What if you have been praying like that without even realizing it sometimes?  What if part of what we have to wake up to is our own praying, going on all the time?  That homeless man looks so cold in the wind today…That mother is having a hard time with her crying baby in the checkout line…I’m worried about the children in Newtown being back at school again…Mom looks sad today…We need some laughter around here…Couldn’t these be prayers – like Mary saying, “They have no wine”?  Simple observations about where we are and who is around us and what is happening.  Simple, true statements that connect us to one another and to God.  Simple moments when we speak and God listens and maybe something miraculous even happens from time to time.  Kind of like the old woman in church having a different experience on the inside than what we might see on the outside, the simple things we observe can be some of our most ardent and profund prayers.  Might not seem that way to others but who cares?  We’re in the middle of an ongoing conversation with God.

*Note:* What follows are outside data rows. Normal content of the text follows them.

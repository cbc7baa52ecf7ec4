//! Working mesh for incremental insertion.
//!
//! Triangles live in a slot vector (freed slots are reused in LIFO order) and
//! are indexed by their directed edges, so the triangle across an edge
//! `(a, b)` is the one owning `(b, a)`. Hull edges are closed by ghost
//! triangles `(a, b, GHOST)`; together with the real triangles they tile the
//! whole plane, which plays the role of an enclosing super-triangle.

use std::collections::HashMap;

use crate::geom::{in_circumcircle, in_open_halfplane, orient2d, GeomCfg};
use crate::types::Point;

/// Vertex at infinity. Only ever stored in the last slot of a triangle.
pub(crate) const GHOST: usize = usize::MAX;

pub(crate) type Tri = [usize; 3];

#[inline]
pub(crate) fn is_ghost(t: &Tri) -> bool {
    t[2] == GHOST
}

/// Rotate a triangle so that a ghost vertex (if any) is last; cyclic order
/// is preserved.
#[inline]
pub(crate) fn ghost_last(t: Tri) -> Tri {
    match t {
        [GHOST, b, c] => [b, c, GHOST],
        [a, GHOST, c] => [c, a, GHOST],
        t => t,
    }
}

/// Unordered pair of vertex indices.
#[derive(Clone, Copy, Debug, PartialEq, Eq, Hash)]
pub(crate) struct Edge(pub usize, pub usize);

impl Edge {
    #[inline]
    pub fn new(a: usize, b: usize) -> Self {
        if a < b {
            Edge(a, b)
        } else {
            Edge(b, a)
        }
    }
}

#[inline]
pub(crate) fn directed_edges(t: &Tri) -> [(usize, usize); 3] {
    [(t[0], t[1]), (t[1], t[2]), (t[2], t[0])]
}

pub(crate) struct WorkMesh<'a> {
    pts: &'a [Point],
    slots: Vec<Option<Tri>>,
    free: Vec<usize>,
    by_edge: HashMap<(usize, usize), usize>,
    alive: usize,
    /// Most recently created triangle; start of the next point-location walk.
    last: usize,
}

impl<'a> WorkMesh<'a> {
    /// Seed with one counter-clockwise triangle and its three ghosts.
    pub fn seed(pts: &'a [Point], tri: Tri) -> Self {
        let cap = 2 * pts.len() + 4;
        let mut mesh = Self {
            pts,
            slots: Vec::with_capacity(cap),
            free: Vec::new(),
            by_edge: HashMap::with_capacity(3 * cap),
            alive: 0,
            last: 0,
        };
        mesh.add(tri);
        for (a, b) in directed_edges(&tri) {
            mesh.add([b, a, GHOST]);
        }
        mesh.last = 0;
        mesh
    }

    #[inline]
    pub fn len(&self) -> usize {
        self.alive
    }

    #[inline]
    pub fn points(&self) -> &'a [Point] {
        self.pts
    }

    #[inline]
    pub fn get(&self, id: usize) -> Option<Tri> {
        self.slots.get(id).copied().flatten()
    }

    /// Alive triangles in slot order.
    pub fn iter(&self) -> impl Iterator<Item = Tri> + '_ {
        self.slots.iter().filter_map(|s| *s)
    }

    pub fn add(&mut self, tri: Tri) -> usize {
        let id = match self.free.pop() {
            Some(id) => {
                self.slots[id] = Some(tri);
                id
            }
            None => {
                self.slots.push(Some(tri));
                self.slots.len() - 1
            }
        };
        for e in directed_edges(&tri) {
            self.by_edge.insert(e, id);
        }
        self.alive += 1;
        self.last = id;
        id
    }

    pub fn remove(&mut self, id: usize) -> Option<Tri> {
        let tri = self.slots.get_mut(id)?.take()?;
        for e in directed_edges(&tri) {
            if self.by_edge.get(&e) == Some(&id) {
                self.by_edge.remove(&e);
            }
        }
        self.free.push(id);
        self.alive -= 1;
        Some(tri)
    }

    /// Triangle on the other side of directed edge `(a, b)` of some triangle.
    #[inline]
    pub fn across(&self, a: usize, b: usize) -> Option<usize> {
        self.by_edge.get(&(b, a)).copied()
    }

    #[inline]
    fn corners(&self, t: &Tri) -> [Point; 3] {
        [self.pts[t[0]], self.pts[t[1]], self.pts[t[2]]]
    }

    /// `p` lies in the (generalised) circumcircle of triangle `t`. Exact.
    pub fn conflicts(&self, t: &Tri, p: Point) -> bool {
        if is_ghost(t) {
            in_open_halfplane(self.pts[t[0]], self.pts[t[1]], p)
        } else {
            in_circumcircle(p, self.corners(t), GeomCfg::EXACT)
        }
    }

    /// Visibility walk from the last created triangle towards `p`.
    ///
    /// Returns the triangle containing `p`, or the first ghost crossed when
    /// `p` lies outside the hull. `None` if the walk exceeds `max_steps`.
    pub fn locate(&self, p: Point, max_steps: usize) -> Option<usize> {
        let mut id = self.last;
        let start = self.get(id)?;
        if is_ghost(&start) {
            id = self.across(start[0], start[1])?;
        }
        'walk: for _ in 0..max_steps {
            let t = self.get(id)?;
            if is_ghost(&t) {
                return Some(id);
            }
            for (a, b) in directed_edges(&t) {
                if orient2d(self.pts[a], self.pts[b], p) < 0.0 {
                    if let Some(next) = self.across(a, b) {
                        id = next;
                        continue 'walk;
                    }
                }
            }
            return Some(id);
        }
        None
    }

    /// First alive triangle (slot order) in conflict with `p`.
    pub fn scan_conflict(&self, p: Point) -> Option<usize> {
        self.slots
            .iter()
            .enumerate()
            .find_map(|(id, s)| match s {
                Some(t) if self.conflicts(t, p) => Some(id),
                _ => None,
            })
    }
}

If I were going to give you any “how to” steps for the help prayer, they would be simple ones.  Like this:

  1. Notice where you really are.  Something isn’t right.  We can’t fix it.  God can, somehow.
  2. Ask for what you need or want.  Comfort, guidance, healing, companionship….
  3. Listen.  When you know where you really are and you’ve said your peace, then shut up and listen.  Shut up and wait.  I’m saying “shut up” a lot because I think that might be the hardest part of prayer for many of us.  A lot of prayer involves shutting up and waiting and watching and listening.  Don’t let anyone tell you that’s “doing nothing” – that’s faithful, hopeful living.
  4. Be willing to accept the help that comes – especially when it is not what you expect it will be.  This last one is the doozy.  Admitting that this is the answer you get, being willing to give up on what you thought God would give, and taking what comes.  Some people give up on prayer then, as if they tried an incantation and it didn’t “take.”  But in some respects this is when prayer really starts to be prayer – when it works on us to mold expectations.  To quote our other friend, Barbara Brown Taylor, again, prayer is “to take what is as God’s ongoing answer to me” (Altar, p. 185).

 

You learn prayer by praying.  You learn what you really want and need when you pray “help.”  And when you put in enough prayer practice, it starts to work on you, refining what you want, and in turn, what you pray for.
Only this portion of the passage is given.